Chronifizierung vermeiden

15.06.2016  09:05 Uhr

Von Ulrike Viegener / Kreuzschmerzen müssen differenziert behandelt werden. Zum einen gilt es, Erkrankungen wie Bandscheibenvorfälle von nicht spezifischen Kreuzschmerzen zu unterscheiden. Zum anderen müssen Patienten mit einem hohen Chronifizierungspotenzial identifiziert werden.

Bei der Behandlung von Kreuzschmerzen hat sich das diagnostische Konzept der sogenannten roten Fahnen (red flags) und gelben Fahnen (yellow flags) bewährt. Erstere markieren Symptome, die für eine gravierende, potenziell gefährliche Ursache sprechen. Letztere kennzeichnen Faktoren, die es wahrscheinlich machen, dass es im weiteren Verlauf zu einer Chronifizierung der Kreuzschmerzen kommt. In der Praxis habe sich dieses einfache und dabei leistungsstarke Konzept allerdings noch nicht flächendeckend durchgesetzt, beklagen die Autoren der Nationalen Versorgungsleitlinie Kreuzschmerzen.

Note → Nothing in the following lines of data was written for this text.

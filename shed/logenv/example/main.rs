/*
 * Copyright (c) Meta Platforms, Inc. and affiliates.
 *
 * This source code is licensed under both the MIT license found in the
 * LICENSE-MIT file in the root directory of this source tree and the Apache
 * License, Version 2.0 found in the LICENSE-APACHE file in the root directory
 * of this source tree.
 */

use slog::error;
use slog::info;
use slog::o;

pub fn main() {
    let config = logenv::Config {
        app_name: "logenv_example".to_string(),
        is_dev_env: true,
        ..logenv::Config::default()
    };
    if let Err(err) = logenv::init(&config) {
        panic!("failed to initialize logging: {err}");
    }

    let log = logenv::logger();
    info!(log, "logger initialized");

    {
        let sublog = log.new(o!("component" => "demo"));
        info!(sublog, "structured fields"; "answer" => 42);
        error!(sublog, "example error");
    }

    if let Err(err) = logenv::flush() {
        eprintln!("failed to flush logs: {err}");
    }
}
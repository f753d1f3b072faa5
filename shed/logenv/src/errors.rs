/*
 * Copyright (c) Meta Platforms, Inc. and affiliates.
 *
 * This source code is licensed under both the MIT license found in the
 * LICENSE-MIT file in the root directory of this source tree and the Apache
 * License, Version 2.0 found in the LICENSE-APACHE file in the root directory
 * of this source tree.
 */

//! Errors surfaced by logger initialization

use thiserror::Error;

/// Ways initialization can fail. Every variant is fatal: no logger is
/// installed when an error is returned, and nothing is retried.
#[derive(Debug, Error)]
pub enum InitError {
    /// The connector could not establish a Graylog session. The underlying
    /// message is surfaced unchanged.
    #[error(transparent)]
    Connection(anyhow::Error),
    /// More than one environment was declared.
    #[error("multiple environments selected")]
    MultipleEnvironments,
    /// No environment was declared and the process is not running tests.
    /// The message matches the contract callers already assert on.
    #[error("no env was explicity set, and not currently running tests")]
    NoEnvironment,
    /// Failures outside the connector, such as hostname resolution.
    #[error(transparent)]
    Other(#[from] anyhow::Error),
}
/*
 * Copyright (c) Meta Platforms, Inc. and affiliates.
 *
 * This source code is licensed under both the MIT license found in the
 * LICENSE-MIT file in the root directory of this source tree and the Apache
 * License, Version 2.0 found in the LICENSE-APACHE file in the root directory
 * of this source tree.
 */

//! In-memory test doubles for the connector capability, so initialization
//! logic can be exercised deterministically without a network.

use std::sync::Arc;
use std::sync::Mutex;
use std::sync::MutexGuard;
use std::sync::PoisonError;
use std::sync::atomic::AtomicUsize;
use std::sync::atomic::Ordering;

use anyhow::Result;
use anyhow::anyhow;
use anyhow::bail;

use crate::message::GelfMessage;
use crate::transport::Graylog;
use crate::transport::GraylogConfig;
use crate::transport::SinkConnector;

/// A Graylog session that records everything sent through it. Clones share
/// state, so tests can keep one handle for inspection while the logger owns
/// another.
#[derive(Clone, Default)]
pub struct MockGraylog {
    state: Arc<Mutex<MockState>>,
}

#[derive(Default)]
struct MockState {
    sent: Vec<GelfMessage>,
    flushes: usize,
    closed: bool,
}

impl MockGraylog {
    /// Create an empty session.
    pub fn new() -> MockGraylog {
        MockGraylog::default()
    }

    /// Messages sent so far, in order.
    pub fn sent(&self) -> Vec<GelfMessage> {
        self.lock().sent.clone()
    }

    /// Number of flushes observed.
    pub fn flushes(&self) -> usize {
        self.lock().flushes
    }

    /// True once the session was closed.
    pub fn is_closed(&self) -> bool {
        self.lock().closed
    }

    fn lock(&self) -> MutexGuard<'_, MockState> {
        self.state.lock().unwrap_or_else(PoisonError::into_inner)
    }
}

impl Graylog for MockGraylog {
    fn send(&mut self, message: &GelfMessage) -> Result<()> {
        let mut state = self.lock();
        if state.closed {
            bail!("session is closed");
        }
        state.sent.push(message.clone());
        Ok(())
    }

    fn flush(&mut self) -> Result<()> {
        self.lock().flushes += 1;
        Ok(())
    }

    fn close(&mut self) -> Result<()> {
        self.lock().closed = true;
        Ok(())
    }
}

/// A connector with a preset outcome: either hands out clones of a
/// [`MockGraylog`] or fails with exactly the configured message. Counts
/// connection attempts so tests can assert that no connection was made.
pub struct MockConnector {
    graylog: MockGraylog,
    error: Option<String>,
    attempts: AtomicUsize,
}

impl MockConnector {
    /// A connector that hands out clones of the given session.
    pub fn succeeding(graylog: MockGraylog) -> MockConnector {
        MockConnector {
            graylog,
            error: None,
            attempts: AtomicUsize::new(0),
        }
    }

    /// A connector that fails with exactly the given message.
    pub fn failing(message: impl Into<String>) -> MockConnector {
        MockConnector {
            graylog: MockGraylog::new(),
            error: Some(message.into()),
            attempts: AtomicUsize::new(0),
        }
    }

    /// Number of connection attempts made through this connector.
    pub fn attempts(&self) -> usize {
        self.attempts.load(Ordering::Relaxed)
    }
}

impl SinkConnector for MockConnector {
    fn connect(&self, _config: &GraylogConfig) -> Result<Box<dyn Graylog>> {
        self.attempts.fetch_add(1, Ordering::Relaxed);
        match &self.error {
            Some(message) => Err(anyhow!("{message}")),
            None => Ok(Box::new(self.graylog.clone())),
        }
    }
}
/*
 * Copyright (c) Meta Platforms, Inc. and affiliates.
 *
 * This source code is licensed under both the MIT license found in the
 * LICENSE-MIT file in the root directory of this source tree and the Apache
 * License, Version 2.0 found in the LICENSE-APACHE file in the root directory
 * of this source tree.
 */

use std::io;

use gelf_client::GelfMessage;
use gelf_client::SharedGraylog;
use slog::Drain;
use slog::KV;
use slog::Level;
use slog::OwnedKVList;
use slog::Record;

use crate::collector_serializer::CollectorSerializer;

/// A slog `Drain` that renders each record as a GELF message and forwards it
/// through a shared Graylog session.
///
/// Logger-context and per-record KV values become additional fields. The
/// `hostname` key is suppressed, since the source host is already a top-level
/// GELF field.
pub struct GelfFormat {
    sink: SharedGraylog,
    host: String,
    version: String,
}

impl GelfFormat {
    /// Create a drain emitting through the given session, stamping messages
    /// with the given source host and GELF protocol version (empty for the
    /// default).
    pub fn new(
        sink: SharedGraylog,
        host: impl Into<String>,
        version: impl Into<String>,
    ) -> GelfFormat {
        GelfFormat {
            sink,
            host: host.into(),
            version: version.into(),
        }
    }
}

// GELF levels are syslog severities.
fn syslog_level(level: Level) -> u8 {
    match level {
        Level::Critical => 2,
        Level::Error => 3,
        Level::Warning => 4,
        Level::Info => 6,
        Level::Debug | Level::Trace => 7,
    }
}

impl Drain for GelfFormat {
    type Ok = ();
    type Err = io::Error;

    fn log(&self, record: &Record<'_>, values: &OwnedKVList) -> io::Result<Self::Ok> {
        let mut serializer = CollectorSerializer::new();
        values
            .serialize(record, &mut serializer)
            .map_err(|err| io::Error::other(format!("failed to serialize logger values: {err}")))?;
        record
            .kv()
            .serialize(record, &mut serializer)
            .map_err(|err| io::Error::other(format!("failed to serialize record values: {err}")))?;

        let mut message = GelfMessage::new(
            &self.version,
            &self.host,
            &record.msg().to_string(),
            syslog_level(record.level()),
        );
        message.add_field("file", record.file().into());
        message.add_field("line", record.line().into());
        message.add_field("module", record.module().into());
        for (key, value) in serializer.into_inner() {
            // The source host is already a top-level GELF field.
            if key == "hostname" {
                continue;
            }
            message.add_field(key, value.into());
        }

        let mut sink = self
            .sink
            .lock()
            .map_err(|_| io::Error::other("graylog session mutex poisoned"))?;
        sink.send(&message).map_err(io::Error::other)?;
        Ok(())
    }
}

#[cfg(test)]
mod tests {
    use std::sync::Arc;
    use std::sync::Mutex;

    use gelf_client::mock::MockGraylog;
    use serde_json::json;
    use slog::Logger;
    use slog::error;
    use slog::info;
    use slog::o;

    use super::*;

    fn gelf_logger(mock: &MockGraylog) -> Logger {
        let sink: SharedGraylog = Arc::new(Mutex::new(Box::new(mock.clone())));
        let drain = GelfFormat::new(sink, "testhost", "").fuse();
        Logger::root(drain, o!("hostname" => "testhost", "env" => "test"))
    }

    #[test]
    fn test_record_becomes_gelf_message() {
        let mock = MockGraylog::new();
        let log = gelf_logger(&mock);
        info!(log, "Test log {}", 1; "answer" => 42);

        let sent = mock.sent();
        assert_eq!(sent.len(), 1);
        let message = &sent[0];
        assert_eq!(message.short_message, "Test log 1");
        assert_eq!(message.host, "testhost");
        assert_eq!(message.version, "1.1");
        assert_eq!(message.level, 6);
        assert!(message.timestamp > 0.0);
        assert_eq!(message.field("_answer"), Some(&json!("42")));
        assert_eq!(message.field("_env"), Some(&json!("test")));
        assert_eq!(message.field("_file"), Some(&json!(file!())));
        assert!(message.field("_line").is_some());
    }

    #[test]
    fn test_hostname_key_suppressed() {
        let mock = MockGraylog::new();
        let log = gelf_logger(&mock);
        info!(log, "no duplicate host field");
        assert!(mock.sent()[0].field("_hostname").is_none());
    }

    #[test]
    fn test_level_mapping() {
        let mock = MockGraylog::new();
        let log = gelf_logger(&mock);
        info!(log, "info");
        error!(log, "error");

        let sent = mock.sent();
        assert_eq!(sent[0].level, 6);
        assert_eq!(sent[1].level, 3);

        assert_eq!(syslog_level(Level::Critical), 2);
        assert_eq!(syslog_level(Level::Warning), 4);
        assert_eq!(syslog_level(Level::Debug), 7);
        assert_eq!(syslog_level(Level::Trace), 7);
    }

    #[test]
    fn test_multiline_message_keeps_full_text() {
        let mock = MockGraylog::new();
        let log = gelf_logger(&mock);
        info!(log, "first line\nsecond line");

        let sent = mock.sent();
        assert_eq!(sent[0].short_message, "first line");
        assert_eq!(
            sent[0].full_message.as_deref(),
            Some("first line\nsecond line")
        );
    }
}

Rote Fahnen sind Warnhinweise auf spezifische Ursachen mit oft dringendem Handlungsbedarf, speziell Bandscheibenvorfälle, Frakturen, Tumorerkrankungen oder Infektionen. Dazu zählen ein Ausstrahlen der Schmerzen in die unteren Extremitäten, Gefühlsstörungen, Lähmungen, Entleerungsstörungen von Blase und Mastdarm, Zunahme der Schmerzen in Rückenlage und starker nächtlicher Schmerz. Sind solche red flags nicht vorhanden, werden die Beschwerden als nicht spezifische Kreuzschmerzen klassifiziert.

 

Multimodale Therapie

 

Patienten mit akuten nicht spezifischen Kreuzschmerzen sollten grundsätzlich auf gelbe Fahnen, also Anzeichen eines erhöhten Chronifizierungsrisikos, untersucht werden. Das gilt vor allem dann, wenn die Beschwerden trotz adäquater Therapie länger als vier Wochen andauern. Bestehen sie länger als zwölf Wochen, liegt definitionsgemäß ein chronischer Kreuzschmerz vor.

 

Ziel muss sein, Patienten mit hohem Chronifizierungsrisiko frühzeitig einer multimodalen Therapie zuzuführen. In dieser Hinsicht können Beobachtungen des Apothekenteams hilfreich sein: Wenn jemand wiederholt nach rezeptfreien Arzneimitteln gegen Rückenschmerzen verlangt, sollte ihm ein Arztbesuch nahegelegt oder Kontakt zum Hausarzt aufgenommen werden.

 

Die multimodale Behandlung, die bei chronischen Kreuzschmerzen oder hohem Chronifizierungspotenzial zum Einsatz kommen sollte, bindet die Patienten aktiv ein. Entsprechende Konzepte sind gut validiert. Die Pa­tienten lernen, eine größtmögliche Mobilität und Selbstständigkeit zu bewahren oder zurückzugewinnen. Außerdem werden sie motiviert, Risiko­faktoren wie Adipositas abzubauen. Auch die psychosoziale Situa­tion der Betroffenen wird genauer unter die Lupe genommen, um negative Einflüsse zu korrigieren. Depressive Verstimmungen zum Beispiel schaukeln sich mit dem Schmerz wechselseitig auf, und auch ungünstige Bedingungen am Arbeitsplatz haben sich als Risikofaktor für eine Chronifizierung von Kreuzschmerzen erwiesen.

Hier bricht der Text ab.